Insta360 Luna Ultra Pricing: Leaks vs Reality

Senja Arunka

Insta360 Luna Ultra gimbal with Leica dual-camera setup

The leaked pricing for Insta360’s Luna Ultra gimbal was way off the mark. Early rumors pegged it at ¥5,299 for the body and ¥6,499 for the kit—numbers that would have made it a hard sell in China. Insta360’s CEO Liu Jingkang quickly shot down those figures, clarifying they were just overseas prices converted to RMB. China will get a noticeably cheaper launch price—he even joked the company “wouldn’t dare” charge that much domestically.

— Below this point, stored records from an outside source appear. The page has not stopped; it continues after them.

use crate::error::{AppError, AppResult};
use serde::{Deserialize, Serialize};
use std::path::PathBuf;
use tracing::{info, warn};

fn default_port() -> u16 {
    crate::constants::DEFAULT_PORT
}

#[derive(Debug, Clone, Serialize, Deserialize)]
pub struct AppConfig {
    #[serde(default = "default_port")]
    pub port: u16,
    // Optional shared bearer required on inbound requests. Loopback is the
    // security boundary when unset.
    #[serde(default, skip_serializing_if = "Option::is_none")]
    pub auth_token: Option<String>,
    #[serde(default)]
    pub proxy: ProxySection,
    #[serde(default)]
    pub local_ai: LocalAiConfig,
}

#[derive(Debug, Clone, Default, Serialize, Deserialize)]
pub struct ProxySection {
    #[serde(default)]
    pub upstream_proxy: UpstreamProxyConfig,
}

#[derive(Debug, Clone, Default, Serialize, Deserialize)]
pub struct UpstreamProxyConfig {
    #[serde(default)]
    pub enabled: bool,
    #[serde(default)]
    pub url: String,
}

#[derive(Debug, Clone, Serialize, Deserialize)]
pub struct LocalAiConfig {
    #[serde(default = "LocalEndpointConfig::default_ollama")]
    pub ollama: LocalEndpointConfig,
    #[serde(default = "LocalEndpointConfig::default_lmstudio")]
    pub lmstudio: LocalEndpointConfig,
}

impl Default for LocalAiConfig {
    fn default() -> Self {
        Self {
            ollama: LocalEndpointConfig::default_ollama(),
            lmstudio: LocalEndpointConfig::default_lmstudio(),
        }
    }
}

#[derive(Debug, Clone, Serialize, Deserialize)]
pub struct LocalEndpointConfig {
    #[serde(default)]
    pub enabled: bool,
    pub url: String,
}

impl LocalEndpointConfig {
    fn default_ollama() -> Self {
        Self {
            enabled: false,
            url: "http://127.0.0.1:11434/v1".to_string(),
        }
    }

    fn default_lmstudio() -> Self {
        Self {
            enabled: false,
            url: "http://127.0.0.1:1234/v1".to_string(),
        }
    }
}

impl Default for AppConfig {
    fn default() -> Self {
        Self {
            port: default_port(),
            auth_token: None,
            proxy: ProxySection::default(),
            local_ai: LocalAiConfig::default(),
        }
    }
}

impl AppConfig {
    pub fn validate(&self) -> AppResult<()> {
        if self.port == 0 {
            return Err(AppError::Config("port must be non-zero".to_string()));
        }
        if self.proxy.upstream_proxy.enabled {
            url::Url::parse(&self.proxy.upstream_proxy.url)
                .map_err(|e| AppError::Config(format!("invalid upstream proxy url: {}", e)))?;
        }
        for (label, ep) in [("ollama", &self.local_ai.ollama), ("lmstudio", &self.local_ai.lmstudio)] {
            if ep.enabled {
                url::Url::parse(&ep.url)
                    .map_err(|e| AppError::Config(format!("invalid {} url: {}", label, e)))?;
            }
        }
        Ok(())
    }
}

pub fn data_dir() -> AppResult<PathBuf> {
    let base = dirs::data_dir()
        .or_else(dirs::home_dir)
        .ok_or_else(|| AppError::Config("cannot resolve a per-user data directory".to_string()))?;
    Ok(base.join("gantry"))
}

pub fn config_path() -> AppResult<PathBuf> {
    Ok(data_dir()?.join("config.json"))
}

pub fn load_config() -> AppResult<AppConfig> {
    let path = config_path()?;
    let mut config = if path.exists() {
        let raw = std::fs::read_to_string(&path)?;
        serde_json::from_str(&raw)
            .map_err(|e| AppError::Config(format!("malformed config {}: {}", path.display(), e)))?
    } else {
        AppConfig::default()
    };
    apply_env_overrides(&mut config);
    config.validate()?;
    Ok(config)
}

fn apply_env_overrides(config: &mut AppConfig) {
    if let Ok(port) = std::env::var("GANTRY_PORT") {
        let trimmed = port.trim();
        if !trimmed.is_empty() {
            match trimmed.parse::<u16>() {
                Ok(p) if p > 0 => {
                    config.port = p;
                    info!("Using gateway port from environment: {}", p);
                }
                _ => warn!("[W-PORT-INVALID] ignoring_invalid_port_value: {}", port),
            }
        }
    }

    if let Ok(token) = std::env::var("GANTRY_AUTH_TOKEN") {
        if !token.trim().is_empty() {
            info!("Using inbound auth token from environment");
            config.auth_token = Some(token);
        }
    }
}

#[cfg(test)]
mod tests {
    use super::*;

    #[test]
    fn defaults_match_contract() {
        let c = AppConfig::default();
        assert_eq!(c.port, 8045);
        assert!(c.auth_token.is_none());
        assert!(!c.proxy.upstream_proxy.enabled);
        assert!(!c.local_ai.ollama.enabled);
        assert!(c.validate().is_ok());
    }

    #[test]
    fn rejects_bad_upstream_proxy_url() {
        let mut c = AppConfig::default();
        c.proxy.upstream_proxy.enabled = true;
        c.proxy.upstream_proxy.url = "not a url".to_string();
        assert!(matches!(c.validate(), Err(crate::error::AppError::Config(_))));
    }

    #[test]
    fn config_parses_nested_sections() {
        let raw = r#"{
            "port": 9100,
            "auth_token": "secret",
            "proxy": {"upstream_proxy": {"enabled": true, "url": "http://127.0.0.1:7890"}},
            "local_ai": {"ollama": {"enabled": true, "url": "http://127.0.0.1:11434/v1"}}
        }"#;
        let c: AppConfig = serde_json::from_str(raw).unwrap();
        assert_eq!(c.port, 9100);
        assert_eq!(c.auth_token.as_deref(), Some("secret"));
        assert!(c.proxy.upstream_proxy.enabled);
        assert!(c.local_ai.ollama.enabled);
        assert!(!c.local_ai.lmstudio.enabled);
        assert!(c.validate().is_ok());
    }
}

This matters because the Luna Ultra isn’t a casual user’s toy: it’s packed with serious gear aimed at pros and enthusiasts. Think Leica-branded dual cameras—the main shooter sports a 1-inch sensor with an f/1.8 aperture and a 3x optical telephoto lens. Insta360 promises 6x lossless zoom, 12x hybrid zoom, and high-end recording specs like 6K at 50fps, 4K at 120fps, Dolby Vision, and 10-bit i-Log. On paper, that’s a setup to challenge DJI’s Osmo Pocket 4P directly.

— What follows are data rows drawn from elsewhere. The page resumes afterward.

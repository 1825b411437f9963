//! IDE-facing endpoints. The desktop IDE probes these during startup; the
//! payloads are canned but must stay internally consistent so its runtime
//! checks pass.

use crate::proxy::model_map::DEFAULT_MODELS;
use crate::proxy::state::AppState;
use axum::{extract::State, response::Json};
use serde_json::{json, Value};

const PROFILE_ID: &str = "sovereign-hardware";
const PROFILE_EMAIL: &str = "local-hardware@antigravity.os";
const PROFILE_NAME: &str = "Local Hardware";
const PROFILE_GIVEN_NAME: &str = "Local";
const PROFILE_FAMILY_NAME: &str = "Hardware";
const PROFILE_PICTURE: &str = "https://antigravity.os/avatar/sovereign-hardware.png";
const PROFILE_LOCALE: &str = "en";
const PROFILE_HD: &str = "antigravity.os";

const COMPANION_PROJECT: &str = "antigravity-sovereign-project";

fn strip_models_prefix(id: &str) -> &str {
    id.strip_prefix("models/").unwrap_or(id)
}

// Same id source as /v1/models so the IDE's model picker and the gateway's
// catalogue never disagree.
fn catalogue_ids(state: &AppState) -> Vec<String> {
    let accounts = state.store.list().unwrap_or_default();
    let active = accounts.iter().find(|a| a.is_active && !a.provider.is_local());
    match active {
        Some(a) if !a.selected_models.is_empty() => a
            .selected_models
            .iter()
            .map(|m| strip_models_prefix(m).to_string())
            .collect(),
        Some(a)
            if a.quota
                .as_ref()
                .map(|q| !q.models.is_empty())
                .unwrap_or(false) =>
        {
            a.quota
                .as_ref()
                .map(|q| q.models.keys().cloned().collect())
                .unwrap_or_default()
        }
        _ => DEFAULT_MODELS.iter().map(|m| m.to_string()).collect(),
    }
}

pub async fn fetch_available_models(State(state): State<AppState>) -> Json<Value> {
    let mut models = serde_json::Map::new();
    for id in catalogue_ids(&state) {
        models.insert(
            format!("models/{}", id),
            json!({"quotaInfo": {"remainingFraction": 1.0, "resetTime": ""}}),
        );
    }
    Json(json!({"models": models}))
}

pub async fn load_code_assist() -> Json<Value> {
    Json(json!({"cloudaicompanionProject": COMPANION_PROJECT}))
}

pub async fn userinfo() -> Json<Value> {
    Json(json!({
        "id": PROFILE_ID,
        "email": PROFILE_EMAIL,
        "verified_email": true,
        "name": PROFILE_NAME,
        "given_name": PROFILE_GIVEN_NAME,
        "family_name": PROFILE_FAMILY_NAME,
        "picture": PROFILE_PICTURE,
        "locale": PROFILE_LOCALE,
        "hd": PROFILE_HD
    }))
}

/// The same canned identity in People-API shape.
pub async fn people_me() -> Json<Value> {
    Json(json!({
        "resourceName": format!("people/{}", PROFILE_ID),
        "etag": "sovereign",
        "names": [{
            "metadata": {"primary": true},
            "displayName": PROFILE_NAME,
            "givenName": PROFILE_GIVEN_NAME,
            "familyName": PROFILE_FAMILY_NAME
        }],
        "emailAddresses": [{
            "metadata": {"primary": true, "verified": true},
            "value": PROFILE_EMAIL
        }],
        "photos": [{
            "metadata": {"primary": true},
            "url": PROFILE_PICTURE
        }]
    }))
}
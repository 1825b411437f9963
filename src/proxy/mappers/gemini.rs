use serde::{Deserialize, Serialize};
use serde_json::{json, Value};

#[derive(Debug, Clone, Default, Serialize, Deserialize)]
#[serde(rename_all = "camelCase", default)]
pub struct UsageMetadata {
    pub prompt_token_count: Option<u32>,
    pub candidates_token_count: Option<u32>,
    pub total_token_count: Option<u32>,
    pub cached_content_token_count: Option<u32>,
}

#[derive(Debug, Clone, Default, Deserialize)]
#[serde(rename_all = "camelCase", default)]
pub struct GeminiPart {
    pub text: Option<String>,
    pub thought: Option<bool>,
    pub function_call: Option<FunctionCall>,
    pub executable_code: Option<ExecutableCode>,
}

#[derive(Debug, Clone, Default, Deserialize)]
pub struct FunctionCall {
    #[serde(default)]
    pub name: String,
    #[serde(default)]
    pub args: Value,
}

#[derive(Debug, Clone, Default, Deserialize)]
#[serde(rename_all = "camelCase", default)]
pub struct ExecutableCode {
    pub language: String,
    pub code: String,
}

/// One upstream SSE event (or whole non-streaming body), reduced to the
/// fields the translators consume.
#[derive(Debug, Default)]
pub struct ParsedResponse {
    pub parts: Vec<GeminiPart>,
    pub finish_reason: Option<String>,
    pub usage: Option<UsageMetadata>,
    pub response_id: Option<String>,
    pub model_version: Option<String>,
}

/// The generation endpoints wrap their payload in a `response` envelope;
/// streaming events sometimes arrive bare.
pub fn unwrap_response(v: &Value) -> &Value {
    v.get("response").unwrap_or(v)
}

pub fn parse_response(raw: &Value) -> ParsedResponse {
    let v = unwrap_response(raw);
    let mut parsed = ParsedResponse {
        response_id: v.get("responseId").and_then(|x| x.as_str()).map(String::from),
        model_version: v.get("modelVersion").and_then(|x| x.as_str()).map(String::from),
        usage: v
            .get("usageMetadata")
            .and_then(|u| serde_json::from_value(u.clone()).ok()),
        ..Default::default()
    };

    if let Some(candidate) = v.get("candidates").and_then(|c| c.as_array()).and_then(|c| c.first()) {
        parsed.finish_reason = candidate
            .get("finishReason")
            .and_then(|f| f.as_str())
            .map(String::from);
        if let Some(parts) = candidate
            .get("content")
            .and_then(|c| c.get("parts"))
            .and_then(|p| p.as_array())
        {
            parsed.parts = parts
                .iter()
                .filter_map(|p| serde_json::from_value(p.clone()).ok())
                .collect();
        }
    }
    parsed
}

/// Build the cloud-code envelope around a translated inner request.
pub fn wrap_request(inner: Value, project_id: &str, model: &str) -> Value {
    json!({
        "project": project_id,
        "requestId": format!("agent-{}", uuid::Uuid::new_v4()),
        "request": inner,
        "model": model,
        "userAgent": crate::constants::USER_AGENT.as_str(),
        "requestType": "agent"
    })
}

pub fn claude_stop_reason(finish_reason: Option<&str>, used_tool: bool) -> &'static str {
    if used_tool {
        "tool_use"
    } else if finish_reason == Some("MAX_TOKENS") {
        "max_tokens"
    } else {
        "end_turn"
    }
}

pub fn openai_finish_reason(finish_reason: Option<&str>, used_tool: bool) -> &'static str {
    if used_tool {
        "tool_calls"
    } else if finish_reason == Some("MAX_TOKENS") {
        "length"
    } else {
        "stop"
    }
}
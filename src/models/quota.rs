use serde::{Deserialize, Serialize};
use std::collections::BTreeMap;

#[derive(Debug, Clone, Serialize, Deserialize)]
pub struct ModelQuota {
    // Remaining quota, 0..=100.
    pub percentage: i32,
    #[serde(rename = "resetTime", default)]
    pub reset_time: String,
    #[serde(rename = "displayName", default, skip_serializing_if = "Option::is_none")]
    pub display_name: Option<String>,
    #[serde(rename = "maxTokenAllowed", default, skip_serializing_if = "Option::is_none")]
    pub max_token_allowed: Option<u32>,
    #[serde(
        rename = "maxCompletionTokens",
        default,
        skip_serializing_if = "Option::is_none"
    )]
    pub max_completion_tokens: Option<u32>,
}

#[derive(Debug, Clone, Default, Serialize, Deserialize)]
pub struct QuotaData {
    #[serde(default)]
    pub models: BTreeMap<String, ModelQuota>,
    #[serde(default)]
    pub last_updated: i64,
}

impl QuotaData {
    pub fn new() -> Self {
        Self {
            models: BTreeMap::new(),
            last_updated: chrono::Utc::now().timestamp(),
        }
    }

    pub fn add_model(&mut self, name: String, percentage: i32, reset_time: String) {
        self.models.insert(
            name,
            ModelQuota {
                percentage: percentage.clamp(0, 100),
                reset_time,
                display_name: None,
                max_token_allowed: None,
                max_completion_tokens: None,
            },
        );
    }

    // Absent model entries carry zero weight, so an empty map averages to 0.
    pub fn avg_percentage(&self) -> f32 {
        if self.models.is_empty() {
            return 0.0;
        }
        let sum: i32 = self.models.values().map(|m| m.percentage).sum();
        sum as f32 / self.models.len() as f32
    }
}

One of the few genuinely clever bits is the detachable front handle. It snaps on magnetically and doubles as a wireless remote with a 2-inch OLED display, joystick, zoom, and recording controls. That means creators can mount the camera in tricky spots and still keep control without fumbling.

Insta360 Luna Ultra detachable wireless remote handle
The Luna Ultra's detachable front handle doubles as a wireless remote.

 

Flagship Power, Mid-range Compromises

Based on specs and early details, the Luna Ultra stands out with its Leica cameras and advanced video codecs. But the catch is simple: such hardware rarely comes cheap. The CEO’s comments suggest Insta360 knows this and wants to keep the Luna Ultra competitive in China, where price sensitivity runs high.

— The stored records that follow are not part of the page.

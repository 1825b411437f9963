pub const MODEL_GEMINI_3_PRO_PREVIEW: &str = "gemini-3-pro-preview";
pub const MODEL_GEMINI_FLASH_EXP: &str = "gemini-2.0-flash-exp";
pub const MODEL_GEMINI_FLASH_THINKING: &str = "gemini-2.5-flash-thinking";

// Shown by /v1/models when no account carries its own model list.
pub const DEFAULT_MODELS: &[&str] = &[
    MODEL_GEMINI_3_PRO_PREVIEW,
    MODEL_GEMINI_FLASH_EXP,
    MODEL_GEMINI_FLASH_THINKING,
];

/// Map a requested model onto the upstream model the cloud endpoint serves.
/// Substring matches are case-insensitive; unknown names pass through.
pub fn map_to_upstream_model(requested: &str) -> String {
    let lower = requested.to_ascii_lowercase();
    if lower.contains("sonnet") || lower.contains("thinking") || lower.contains("opus") {
        MODEL_GEMINI_3_PRO_PREVIEW.to_string()
    } else if lower.contains("haiku") {
        MODEL_GEMINI_FLASH_EXP.to_string()
    } else if lower.contains("claude") {
        MODEL_GEMINI_FLASH_THINKING.to_string()
    } else {
        requested.to_string()
    }
}

#[cfg(test)]
mod tests {
    use super::*;

    #[test]
    fn claude_family_maps_by_tier() {
        assert_eq!(map_to_upstream_model("claude-sonnet-4-5"), MODEL_GEMINI_3_PRO_PREVIEW);
        assert_eq!(map_to_upstream_model("claude-opus-4-5"), MODEL_GEMINI_3_PRO_PREVIEW);
        assert_eq!(
            map_to_upstream_model("claude-haiku-4-5"),
            MODEL_GEMINI_FLASH_EXP
        );
        // Generic claude names fall through to the thinking flash model.
        assert_eq!(map_to_upstream_model("claude-2"), MODEL_GEMINI_FLASH_THINKING);
    }

    #[test]
    fn thinking_variants_route_to_pro() {
        assert_eq!(
            map_to_upstream_model("gemini-2.5-flash-THINKING"),
            MODEL_GEMINI_3_PRO_PREVIEW
        );
    }

    #[test]
    fn unknown_models_pass_through() {
        assert_eq!(map_to_upstream_model("gpt-4"), "gpt-4");
        assert_eq!(map_to_upstream_model("gemini-3-pro-preview"), "gemini-3-pro-preview");
    }
}
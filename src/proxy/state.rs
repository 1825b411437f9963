use crate::models::AppConfig;
use crate::proxy::providers::LocalClient;
use crate::proxy::token::TokenManager;
use crate::proxy::upstream::UpstreamClient;
use crate::store::AccountStore;
use std::sync::Arc;

// Axum application state.
#[derive(Clone)]
pub struct AppState {
    pub store: Arc<AccountStore>,
    pub token_manager: Arc<TokenManager>,
    pub upstream: Arc<UpstreamClient>,
    pub local: Arc<LocalClient>,
    pub config: Arc<AppConfig>,
}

That also means the overseas price will look steep compared to local launches, which could ruffle feathers among enthusiasts who compare global pricing. The company’s approach indicates a strategic split: premium pricing abroad, aggressive pricing at home.

The Big Picture

Insta360’s Luna Ultra is positioning itself as a serious contender in the compact gimbal market, targeting creators who want more than the average handheld stabilizer. The Leica partnership and high-end video specs add credibility, but the pricing saga reveals the tightrope Insta360 walks between premium features and mass-market appeal.

This pricing clarification is more than a PR move—it signals how sensitive the Chinese market remains to cost, even for high-end gear. It also hints at a growing trend: companies juggling different price tiers for domestic and international markets to maintain competitiveness without eroding brand value.

For those watching the gimbal wars, the Luna Ultra’s real test will be whether its features justify the eventual price tag—and if it can take meaningful market share from DJI without alienating buyers with inflated costs. Don’t hold your breath for a cheap overseas launch, but expect a shrewd playbook from Insta360 at home.